No obstante, la evolución de los personajes, los cambios que se operan en ellas tras casi un año de reclusión no vienen apoyados por la puesta en escena. La liberación mental de Abi, la posibilidad de pasar un duelo que le había sido vetado y que se abre ante ella tras la confesión grupal, no viene respaldada por nuevas formas. Otro tanto sucede con Orla y conversación con su hijo Kyle (Isaac Lancel-Watkinson) rematada con rutinarios planos y contraplanos.
Solo la salida de Kelsey asumirá un motivo visual propio de la libertad (y que también estaba en la 1T) con ese plano general ampliado por el uso de la grúa que se opone al uso de escalas cortas, la filmación en intrincados interiores que habíamos visto hasta entonces (en ese sentido, Harkin es rigurosa porque no cambia la planificación ni siquiera en los momentos que Orla está en libertad… porque, en realidad, no lo está).
En definitiva, la nueva Condena interesa, sobre todo, por su aproximación temática al binomio cárcel-feminidad —no es casual que Jimmy McGovern haya contado con dos mujeres para desarrollarla— y en su manera de abordar diferentes modelos de maternidad en un entorno tan desfavorable.
Para Kelsey, la posibilidad de ser madre pasa de no contemplarse a verse como una ventaja en forma de facilidades penitenciaras (y de reducción de condena) y de ahí a cambiarle la vida, pues el bebé supondrá su principal motivación para seguir adelante, tanto que se opera en ella un cambio radical, hasta el punto de enfrentarse a una pareja agresiva y, en última instancia, culpable de su encarcelación.

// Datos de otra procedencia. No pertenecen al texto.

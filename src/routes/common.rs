// ABOUTME: Response envelopes shared by the catalog route handlers
// ABOUTME: Builds the success envelopes and maps JSON body rejections to InvalidFormat
//
// SPDX-License-Identifier: MIT OR Apache-2.0
// Copyright (c) 2025 Recipe Catalog Contributors

use axum::{
    extract::rejection::JsonRejection,
    http::StatusCode,
    response::{IntoResponse, Response},
    Json,
};
use recipe_core::errors::{AppError, AppResult};
use serde::Serialize;
use serde_json::Value;
use tracing::debug;

/// Success envelope carrying a single record
#[derive(Debug, Serialize)]
pub struct DataResponse {
    /// Always `true`
    pub success: bool,
    /// Projected record
    pub data: Value,
}

/// Success envelope carrying a list of records
#[derive(Debug, Serialize)]
pub struct ListResponse {
    /// Always `true`
    pub success: bool,
    /// Number of records in `data`
    pub count: usize,
    /// Projected records
    pub data: Value,
}

/// Success envelope for deletes
#[derive(Debug, Serialize)]
pub struct CountResponse {
    /// Always `true`
    pub success: bool,
    /// Number of records removed
    pub count: u64,
}

/// `{success: true, data}` with the given status
pub fn data_response(status: StatusCode, data: Value) -> Response {
    (status, Json(DataResponse { success: true, data })).into_response()
}

/// `{success: true, count, data}` with status 200
pub fn list_response(data: Value) -> Response {
    let count = data.as_array().map_or(0, Vec::len);
    (
        StatusCode::OK,
        Json(ListResponse {
            success: true,
            count,
            data,
        }),
    )
        .into_response()
}

/// `{success: true, count}` with status 200
pub fn count_response(count: u64) -> Response {
    (
        StatusCode::OK,
        Json(CountResponse {
            success: true,
            count,
        }),
    )
        .into_response()
}

/// Unwrap a JSON body, turning malformed input into `InvalidFormat`
pub fn json_body<T>(payload: Result<Json<T>, JsonRejection>) -> AppResult<T> {
    payload.map(|Json(body)| body).map_err(|rejection| {
        debug!(rejection = %rejection.body_text(), "Rejected request body");
        AppError::invalid_format(format!("Invalid request body: {}", rejection.body_text()))
    })
}

#[cfg(test)]
#[allow(clippy::unwrap_used)]
mod tests {
    use super::*;
    use axum::body::to_bytes;

    #[tokio::test]
    async fn test_list_response_counts_items() {
        let response = list_response(serde_json::json!([{"id": 1}, {"id": 2}]));
        assert_eq!(response.status(), StatusCode::OK);
        let bytes = to_bytes(response.into_body(), usize::MAX).await.unwrap();
        let body: Value = serde_json::from_slice(&bytes).unwrap();
        assert_eq!(body["success"], true);
        assert_eq!(body["count"], 2);
    }
}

Orla es la madre soltera cuya condena le obliga a dejar a sus hijos, primero, en manos de una abuela alcohólica a la que le quedan dos tragos pero que asume su responsabilidad (aquí no se llega a los extremos de las últimas películas de Ken Loach, pero casi), y después en distintas casas de acogida. Su hijo mayor la repudia y los otros dos la echan irremisiblemente de menos, pero ella poco puede hacer ante una situación que se ha desmadrado. Aquí es el sistema el que impide el ejercicio de la maternidad, el que pone trabas en lugar de ofrecer facilidades a alguien que ha cometido un delito menor y necesario para la subsistencia familiar.
Y por último está Abi, la mujer que le pone rostro a lo que no tiene nombre. La mala madre, la madre terrible incapaz de expiar su culpa, condenada a un martirio constante en forma de agresiones múltiples por parte de las otras presas. Quizá sea la subtrama más difícil de resolver —porque no acepta finales categóricos— y las formas elegidas para darle conclusión puede que no sean las más adecuadas, pero la exposición del caso y la interpretación de Tamara Lawrance (el trabajo del reparto es impecable, para variar) les pondrán un nudo en la garganta. Traten, si pueden, de deshacerlo.